Your statement about not even uttering God's name brings up a very interesting point. There are Eastern and/or Mystic concepts that say the word is not the thing. And it refers to people using words so much and categorizing things, that things that are actually unique are not seen for their uniqueness and instead are seen in terms of their category or the word that one has for it. Transcendentalism also says something similar, where a tree is not really a tree or a tree is not really the concept we have for it, and it's existence and essence is actually something completely independent of our ideas for it. Krishnamurti had an interesting thing to say when he said the moment the child learns the name of the bird, that child will never see that bird again. Despite similarities that things have, everything is actually unique and there are no two identical creatures in nature. So the child will not see that unique bird, he will see his preconceived category for it based on the word he has for it.<quoted text>
What vain means is pretty subjective some may agree with what you said some others may take a more extremist view after a rationalization over that commandment. The latters are the Jews who thought that the name of their lord is too holy that an human being is not worth of pronouncing for any whatsoever reason, hence they avoid to put vowels when they write its name or to avoid to pronounce its name at all, they started to use nouns like hashem (the name), adonai (our lord) etc.

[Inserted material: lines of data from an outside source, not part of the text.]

impl Quality {
    pub fn all() -> &'static [Quality] {
        &[
            Quality::Ur,
            Quality::SsrEx,
            Quality::SsrPlus,
            Quality::Ssr,
            Quality::SrPlus,
            Quality::Sr,
            Quality::R,
            Quality::N,
        ]
    }

    pub fn name(&self) -> &'static str {
        match self {
            Quality::Ur => "UR",
            Quality::SsrEx => "SSR EX",
            Quality::SsrPlus => "SSR+",
            Quality::Ssr => "SSR",
            Quality::SrPlus => "SR+",
            Quality::Sr => "SR",
            Quality::R => "R",
            Quality::N => "N",
            Quality::Unknown => "Unknown",
        }
    }
}

/// Playable character classes, in the game's display order
#[derive(Debug, Clone, Copy, PartialEq, Eq, Hash, Serialize, Deserialize, Default)]
pub enum CharacterClass {
    Guardian,
    Priest,
    Assassin,
    Warrior,
    Archer,
    Mage,
    #[default]
    #[serde(other)]
    Unknown,
}

impl CharacterClass {
    pub fn all() -> &'static [CharacterClass] {
        &[
            CharacterClass::Guardian,
            CharacterClass::Priest,
            CharacterClass::Assassin,
            CharacterClass::Warrior,
            CharacterClass::Archer,
            CharacterClass::Mage,
        ]
    }

    pub fn name(&self) -> &'static str {
        match self {
            CharacterClass::Guardian => "Guardian",
            CharacterClass::Priest => "Priest",
            CharacterClass::Assassin => "Assassin",
            CharacterClass::Warrior => "Warrior",
            CharacterClass::Archer => "Archer",
            CharacterClass::Mage => "Mage",
            CharacterClass::Unknown => "Unknown",
        }
    }

    /// Classes that hold the front row
    pub fn is_frontline(&self) -> bool {
        matches!(self, CharacterClass::Guardian | CharacterClass::Warrior)
    }

    /// Classes that keep the team alive
    pub fn is_sustain(&self) -> bool {
        matches!(self, CharacterClass::Priest)
    }
}

#[derive(Debug, Clone, Copy, PartialEq, Eq, Hash, PartialOrd, Ord, Serialize, Deserialize)]
pub enum FactionName {
    #[serde(rename = "Elemental Echo")]
    ElementalEcho,
    #[serde(rename = "Wild Spirit")]
    WildSpirit,
    #[serde(rename = "Arcane Wisdom")]
    ArcaneWisdom,
    #[serde(rename = "Sanctum Glory")]
    SanctumGlory,
    #[serde(rename = "Otherworld Return")]
    OtherworldReturn,
    #[serde(rename = "Illusion Veil")]
    IllusionVeil,
    #[serde(other)]
    Unknown,
}

impl FactionName {
    pub fn all() -> &'static [FactionName] {
        &[
            FactionName::ElementalEcho,
            FactionName::WildSpirit,
            FactionName::ArcaneWisdom,
            FactionName::SanctumGlory,
            FactionName::OtherworldReturn,
            FactionName::IllusionVeil,
        ]
    }

    pub fn name(&self) -> &'static str {
        match self {
            FactionName::ElementalEcho => "Elemental Echo",
            FactionName::WildSpirit => "Wild Spirit",
            FactionName::ArcaneWisdom => "Arcane Wisdom",
            FactionName::SanctumGlory => "Sanctum Glory",
            FactionName::OtherworldReturn => "Otherworld Return",
            FactionName::IllusionVeil => "Illusion Veil",
            FactionName::Unknown => "Unknown",
        }
    }

    /// Look up a faction by its display name. Unknown names yield `None`.
    pub fn from_name(name: &str) -> Option<FactionName> {
        FactionName::all()
            .iter()
            .copied()
            .find(|f| f.name().eq_ignore_ascii_case(name.trim()))
    }
}

#[derive(Debug, Clone, Copy, PartialEq, Eq, Hash, Serialize, Deserialize)]
pub enum Wyrm {
    #[serde(rename = "Fire Whelp")]
    FireWhelp,
    #[serde(rename = "Butterfly Whelp")]
    ButterflyWhelp,
    #[serde(rename = "Emerald Whelp")]
    EmeraldWhelp,
    #[serde(rename = "Shadow Whelp")]
    ShadowWhelp,
    #[serde(rename = "Light Whelp")]
    LightWhelp,
    #[serde(rename = "Dark Whelp")]
    DarkWhelp,
    #[serde(other)]
    Unknown,
}

impl Wyrm {
    pub fn name(&self) -> &'static str {
        match self {
            Wyrm::FireWhelp => "Fire Whelp",
            Wyrm::ButterflyWhelp => "Butterfly Whelp",
            Wyrm::EmeraldWhelp => "Emerald Whelp",
            Wyrm::ShadowWhelp => "Shadow Whelp",
            Wyrm::LightWhelp => "Light Whelp",
            Wyrm::DarkWhelp => "Dark Whelp",
            Wyrm::Unknown => "Unknown",
        }
    }
}

/// Tier list buckets, best first
#[derive(Debug, Clone, Copy, PartialEq, Eq, Hash, PartialOrd, Ord, Serialize, Deserialize)]
pub enum Tier {
    #[serde(rename = "S+")]
    SPlus,
    S,
    A,
    B,
    C,
    D,
}

impl Tier {
    pub fn all() -> &'static [Tier] {
        &[Tier::SPlus, Tier::S, Tier::A, Tier::B, Tier::C, Tier::D]
    }

    pub fn label(&self) -> &'static str {
        match self {
            Tier::SPlus => "S+",
            Tier::S => "S",
            Tier::A => "A",
            Tier::B => "B",
            Tier::C => "C",
            Tier::D => "D",
        }
    }

    /// Position of this tier in the ranking (0 = best)
    pub fn rank(&self) -> usize {
        *self as usize
    }
}

impl fmt::Display for Tier {
    fn fmt(&self, f: &mut fmt::Formatter<'_>) -> fmt::Result {
        f.write_str(self.label())
    }
}

impl FromStr for Tier {
    type Err = String;

    fn from_str(s: &str) -> Result<Self, Self::Err> {
        Tier::all()
            .iter()
            .copied()
            .find(|t| t.label() == s.trim())
            .ok_or_else(|| format!("Unknown tier: '{}'. Valid tiers: S+, S, A, B, C, D", s))
    }
}

#[derive(Debug, Clone, Copy, PartialEq, Eq, Hash, Serialize, Deserialize, Default)]
pub enum StatusEffectType {
    Buff,
    Debuff,
    Special,
    Control,
    Elemental,
    Blessing,
    Exclusive,
    #[default]
    #[serde(other)]
    Unknown,
}

impl StatusEffectType {
    pub fn all() -> &'static [StatusEffectType] {
        &[
            StatusEffectType::Buff,
            StatusEffectType::Debuff,
            StatusEffectType::Special,
            StatusEffectType::Control,
            StatusEffectType::Elemental,
            StatusEffectType::Blessing,
            StatusEffectType::Exclusive,
        ]
    }

    pub fn name(&self) -> &'static str {
        match self {
            StatusEffectType::Buff => "Buff",
            StatusEffectType::Debuff => "Debuff",
            StatusEffectType::Special => "Special",
            StatusEffectType::Control => "Control",
            StatusEffectType::Elemental => "Elemental",
            StatusEffectType::Blessing => "Blessing",
            StatusEffectType::Exclusive => "Exclusive",
            StatusEffectType::Unknown => "Unknown",
        }
    }
}

#[derive(Debug, Clone, Copy, PartialEq, Eq, Hash, Serialize, Deserialize, Default)]
pub enum WyrmspellType {
    Breach,
    Refuge,
    Wildcry,
    #[serde(rename = "Dragon's Call")]
    DragonsCall,
    #[default]
    #[serde(other)]
    Unknown,
}

impl WyrmspellType {
    pub fn name(&self) -> &'static str {
        match self {
            WyrmspellType::Breach => "Breach",
            WyrmspellType::Refuge => "Refuge",
            WyrmspellType::Wildcry => "Wildcry",
            WyrmspellType::DragonsCall => "Dragon's Call",
            WyrmspellType::Unknown => "Unknown",
        }
    }
}

fn default_true() -> bool {
    true
}

#[derive(Debug, Clone, Serialize, Deserialize, PartialEq)]
pub struct Skill {
    pub name: String,
    #[serde(default)]
    pub description: String,
}

#[derive(Debug, Clone, Serialize, Deserialize, PartialEq)]
pub struct Character {
    pub name: String,
    #[serde(default)]
    pub title: String,
    #[serde(default)]
    pub quality: Quality,
    #[serde(default)]
    pub character_class: CharacterClass,
    #[serde(default)]
    pub factions: Vec<FactionName>,
    #[serde(default = "default_true")]
    pub is_global: bool,
    #[serde(default)]
    pub subclasses: Vec<String>,
    #[serde(default)]
    pub height: String,
    #[serde(default)]
    pub weight: String,
    #[serde(default)]
    pub origin: String,
    #[serde(default)]
    pub lore: String,
    #[serde(default)]
    pub quote: String,
    /// Free-form talent block; its layout changes between game versions
    #[serde(default, skip_serializing_if = "Option::is_none")]
    pub talent: Option<serde_json::Value>,
    #[serde(default)]
    pub skills: Vec<Skill>,
    #[serde(default, skip_serializing_if = "Option::is_none")]
    pub noble_phantasm: Option<String>,
    #[serde(default, skip_serializing_if = "Option::is_none")]
    pub last_updated: Option<i64>,
}

impl Character {
    pub fn has_faction(&self, faction: FactionName) -> bool {
        self.factions.contains(&faction)
    }
}

#[derive(Debug, Clone, Serialize, Deserialize, PartialEq)]
pub struct Faction {
    pub name: FactionName,
    pub wyrm: Wyrm,
    #[serde(default)]
    pub description: String,
    #[serde(default)]
    pub recommended_artifacts: Vec<String>,
}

So words can be helpful, but they can also throw you off the track, especially if we are talking about an abstract notion such as God. So what was alarmingly interesting about the Jewish concept for God is that God did not give them a name for him, as that would then lead them to have false notions for God or to put God into some sort of category. God identified himself in the most core way that one can by simply calling himself "I am". So if the whole thing is made up and fictional, I found this to be alarmingly wise for the author to choose God as not giving himself a name. It's things like this that make me think twice before I say that the whole thing is nothing but a fairy tale, as you might believe. I wouldn't see an author who is simply making things up being this wise and deep.